/// Visit the children of a statement
pub fn walk_stmt<'ast, V: Visitor<'ast> + ?Sized>(visitor: &mut V, stmt: &'ast Stmt) {
    match &stmt.kind {
        StmtKind::Declaration(decl) => visitor.visit_declaration(decl),
        StmtKind::Simple(simple) => visitor.visit_simple_stmt(simple),
        StmtKind::Labeled(labeled) => visitor.visit_stmt(&labeled.statement),
        StmtKind::Go(go) => match &go.target {
            GoTarget::Expression(expr) => visitor.visit_expr(expr),
            GoTarget::Function(function) => visitor.visit_function(function),
        },
        StmtKind::Return(ret) => {
            if let Some(values) = &ret.values {
                walk_expression_list(visitor, values);
            }
        }
        StmtKind::Break { .. }
        | StmtKind::Continue { .. }
        | StmtKind::Goto { .. }
        | StmtKind::Fallthrough => {}
        StmtKind::If(if_stmt) => walk_if(visitor, if_stmt),
        StmtKind::Switch(switch) => match &switch.kind {
            SwitchStmtKind::Expr(switch) => {
                if let Some(init) = &switch.init {
                    visitor.visit_simple_stmt(init);
                }
                if let Some(subject) = &switch.subject {
                    visitor.visit_expr(subject);
                }
                for clause in &switch.clauses {
                    if let Some(list) = clause.case.expressions() {
                        walk_expression_list(visitor, list);
                    }
                    for stmt in &clause.statements {
                        visitor.visit_stmt(stmt);
                    }
                }
            }
            SwitchStmtKind::Type(switch) => {
                if let Some(init) = &switch.init {
                    visitor.visit_simple_stmt(init);
                }
                visitor.visit_primary_expr(&switch.guard.expr);
                for clause in &switch.clauses {
                    if let TypeSwitchCaseKind::Types(types) = &clause.case.kind {
                        for ty in types {
                            visitor.visit_type(ty);
                        }
                    }
                    for stmt in &clause.statements {
                        visitor.visit_stmt(stmt);
                    }
                }
            }
        },
        StmtKind::Select(select) => {
            for clause in &select.clauses {
                match &clause.case.kind {
                    CommCaseKind::Default => {}
                    CommCaseKind::Send(send) => walk_send(visitor, send),
                    CommCaseKind::Recv(recv) => {
                        if let Some(RecvTargets::Assign(targets)) = &recv.targets {
                            walk_expression_list(visitor, targets);
                        }
                        visitor.visit_expr(&recv.expr);
                    }
                }
                visitor.visit_block(&clause.body);
            }
        }
        StmtKind::For(for_stmt) => {
            match &for_stmt.header {
                ForHeader::Clause(clause) => {
                    if let Some(init) = &clause.init {
                        visitor.visit_simple_stmt(init);
                    }
                    if let Some(condition) = &clause.condition {
                        visitor.visit_expr(condition);
                    }
                    if let Some(post) = &clause.post {
                        visitor.visit_simple_stmt(post);
                    }
                }
                ForHeader::Range(range) => {
                    if let Some(RangeBindings::Assign(targets)) = &range.bindings {
                        walk_expression_list(visitor, targets);
                    }
                    visitor.visit_expr(&range.expr);
                }
                ForHeader::Condition(condition) => visitor.visit_expr(condition),
                ForHeader::Infinite => {}
            }
            visitor.visit_block(&for_stmt.body);
        }
        StmtKind::Block(block) => visitor.visit_block(block),
        StmtKind::Defer(defer) => visitor.visit_expr(&defer.expr),
    }
}

fn walk_if<'ast, V: Visitor<'ast> + ?Sized>(visitor: &mut V, if_stmt: &'ast IfStmt) {
    if let Some(init) = &if_stmt.init {
        visitor.visit_simple_stmt(init);
    }
    visitor.visit_expr(&if_stmt.condition);
    visitor.visit_block(&if_stmt.then_block);
    match &if_stmt.else_branch {
        Some(ElseBranch::Block(block)) => visitor.visit_block(block),
        Some(ElseBranch::If(nested)) => walk_if(visitor, nested),
        None => {}
    }
}

fn walk_send<'ast, V: Visitor<'ast> + ?Sized>(visitor: &mut V, send: &'ast SendStmt) {
    visitor.visit_expr(&send.channel);
    visitor.visit_expr(&send.value);
}

/// Visit the children of a simple statement
pub fn walk_simple_stmt<'ast, V: Visitor<'ast> + ?Sized>(visitor: &mut V, stmt: &'ast SimpleStmt) {
    match &stmt.kind {
        SimpleStmtKind::Send(send) => walk_send(visitor, send),
        SimpleStmtKind::Expression(expr) => visitor.visit_expr(expr),
        SimpleStmtKind::IncDec(inc_dec) => visitor.visit_expr(&inc_dec.expr),
        SimpleStmtKind::ShortVarDecl(decl) => {
            if let Some(values) = &decl.values {
                walk_expression_list(visitor, values);
            }
        }
        SimpleStmtKind::Assignment(assignment) => {
            walk_expression_list(visitor, &assignment.left);
            walk_expression_list(visitor, &assignment.right);
        }
        SimpleStmtKind::Empty(_) => {}
    }
}

/// Visit every expression of a list
pub fn walk_expression_list<'ast, V: Visitor<'ast> + ?Sized>(
    visitor: &mut V,
    list: &'ast ExpressionList,
) {
    for expr in &list.exprs {
        visitor.visit_expr(expr);
    }
}

/// Visit the operands of an expression
pub fn walk_expr<'ast, V: Visitor<'ast> + ?Sized>(visitor: &mut V, expr: &'ast Expr) {
    match &expr.kind {
        ExprKind::Unary(unary) => walk_unary(visitor, unary),
        ExprKind::Binary { left, right, .. } => {
            visitor.visit_expr(left);
            visitor.visit_expr(right);
        }
    }
}

fn walk_unary<'ast, V: Visitor<'ast> + ?Sized>(visitor: &mut V, unary: &'ast UnaryExpr) {
    let mut current = unary;
    loop {
        match &current.kind {
            UnaryExprKind::Primary(primary) => {
                visitor.visit_primary_expr(primary);
                return;
            }
            UnaryExprKind::Op { operand, .. } => current = &**operand,
        }
    }
}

» Problem requirements: Produce a verbatim copy of all the material.

» Completed task:
/// Visit the children of a statement
pub fn walk_stmt<'ast, V: Visitor<'ast> + ?Sized>(visitor: &mut V, stmt: &'ast Stmt) {
    match &stmt.kind {
        StmtKind::Declaration(decl) => visitor.visit_declaration(decl),
        StmtKind::Simple(simple) => visitor.visit_simple_stmt(simple),
        StmtKind::Labeled(labeled) => visitor.visit_stmt(&labeled.statement),
        StmtKind::Go(go) => match &go.target {
            GoTarget::Expression(expr) => visitor.visit_expr(expr),
            GoTarget::Function(function) => visitor.visit_function(function),
        },
        StmtKind::Return(ret) => {
            if let Some(values) = &ret.values {
                walk_expression_list(visitor, values);
            }
        }
        StmtKind::Break { .. }
        | StmtKind::Continue { .. }
        | StmtKind::Goto { .. }
        | StmtKind::Fallthrough => {}
        StmtKind::If(if_stmt) => walk_if(visitor, if_stmt),
        StmtKind::Switch(switch) => match &switch.kind {
            SwitchStmtKind::Expr(switch) => {
                if let Some(init) = &switch.init {
                    visitor.visit_simple_stmt(init);
                }
                if let Some(subject) = &switch.subject {
                    visitor.visit_expr(subject);
                }
                for clause in &switch.clauses {
                    if let Some(list) = clause.case.expressions() {
                        walk_expression_list(visitor, list);
                    }
                    for stmt in &clause.statements {
                        visitor.visit_stmt(stmt);
                    }
                }
            }
            SwitchStmtKind::Type(switch) => {
                if let Some(init) = &switch.init {
                    visitor.visit_simple_stmt(init);
                }
                visitor.visit_primary_expr(&switch.guard.expr);
                for clause in &switch.clauses {
                    if let TypeSwitchCaseKind::Types(types) = &clause.case.kind {
                        for ty in types {
                            visitor.visit_type(ty);
                        }
                    }
                    for stmt in &clause.statements {
                        visitor.visit_stmt(stmt);
                    }
                }
            }
        },
        StmtKind::Select(select) => {
            for clause in &select.clauses {
                match &clause.case.kind {
                    CommCaseKind::Default => {}
                    CommCaseKind::Send(send) => walk_send(visitor, send),
                    CommCaseKind::Recv(recv) => {
                        if let Some(RecvTargets::Assign(targets)) = &recv.targets {
                            walk_expression_list(visitor, targets);
                        }
                        visitor.visit_expr(&recv.expr);
                    }
                }
                visitor.visit_block(&clause.body);
            }
        }
        StmtKind::For(for_stmt) => {
            match &for_stmt.header {
                ForHeader::Clause(clause) => {
                    if let Some(init) = &clause.init {
                        visitor.visit_simple_stmt(init);
                    }
                    if let Some(condition) = &clause.condition {
                        visitor.visit_expr(condition);
                    }
                    if let Some(post) = &clause.post {
                        visitor.visit_simple_stmt(post);
                    }
                }
                ForHeader::Range(range) => {
                    if let Some(RangeBindings::Assign(targets)) = &range.bindings {
                        walk_expression_list(visitor, targets);
                    }
                    visitor.visit_expr(&range.expr);
                }
                ForHeader::Condition(condition) => visitor.visit_expr(condition),
                ForHeader::Infinite => {}
            }
            visitor.visit_block(&for_stmt.body);
        }
        StmtKind::Block(block) => visitor.visit_block(block),
        StmtKind::Defer(defer) => visitor.visit_expr(&defer.expr),
    }
}

fn walk_if<'ast, V: Visitor<'ast> + ?Sized>(visitor: &mut V, if_stmt: &'ast IfStmt) {
    if let Some(init) = &if_stmt.init {
        visitor.visit_simple_stmt(init);
    }
    visitor.visit_expr(&if_stmt.condition);
    visitor.visit_block(&if_stmt.then_block);
    match &if_stmt.else_branch {
        Some(ElseBranch::Block(block)) => visitor.visit_block(block),
        Some(ElseBranch::If(nested)) => walk_if(visitor, nested),
        None => {}
    }
}

fn walk_send<'ast, V: Visitor<'ast> + ?Sized>(visitor: &mut V, send: &'ast SendStmt) {
    visitor.visit_expr(&send.channel);
    visitor.visit_expr(&send.value);
}

/// Visit the children of a simple statement
pub fn walk_simple_stmt<'ast, V: Visitor<'ast> + ?Sized>(visitor: &mut V, stmt: &'ast SimpleStmt) {
    match &stmt.kind {
        SimpleStmtKind::Send(send) => walk_send(visitor, send),
        SimpleStmtKind::Expression(expr) => visitor.visit_expr(expr),
        SimpleStmtKind::IncDec(inc_dec) => visitor.visit_expr(&inc_dec.expr),
        SimpleStmtKind::ShortVarDecl(decl) => {
            if let Some(values) = &decl.values {
                walk_expression_list(visitor, values);
            }
        }
        SimpleStmtKind::Assignment(assignment) => {
            walk_expression_list(visitor, &assignment.left);
            walk_expression_list(visitor, &assignment.right);
        }
        SimpleStmtKind::Empty(_) => {}
    }
}

/// Visit every expression of a list
pub fn walk_expression_list<'ast, V: Visitor<'ast> + ?Sized>(
    visitor: &mut V,
    list: &'ast ExpressionList,
) {
    for expr in &list.exprs {
        visitor.visit_expr(expr);
    }
}

/// Visit the operands of an expression
pub fn walk_expr<'ast, V: Visitor<'ast> + ?Sized>(visitor: &mut V, expr: &'ast Expr) {
    match &expr.kind {
        ExprKind::Unary(unary) => walk_unary(visitor, unary),
        ExprKind::Binary { left, right, .. } => {
            visitor.visit_expr(left);
            visitor.visit_expr(right);
        }
    }
}

fn walk_unary<'ast, V: Visitor<'ast> + ?Sized>(visitor: &mut V, unary: &'ast UnaryExpr) {
    let mut current = unary;
    loop {
        match &current.kind {
            UnaryExprKind::Primary(primary) => {
                visitor.visit_primary_expr(primary);
                return;
            }
            UnaryExprKind::Op { operand, .. } => current = &**operand,
        }
    }
}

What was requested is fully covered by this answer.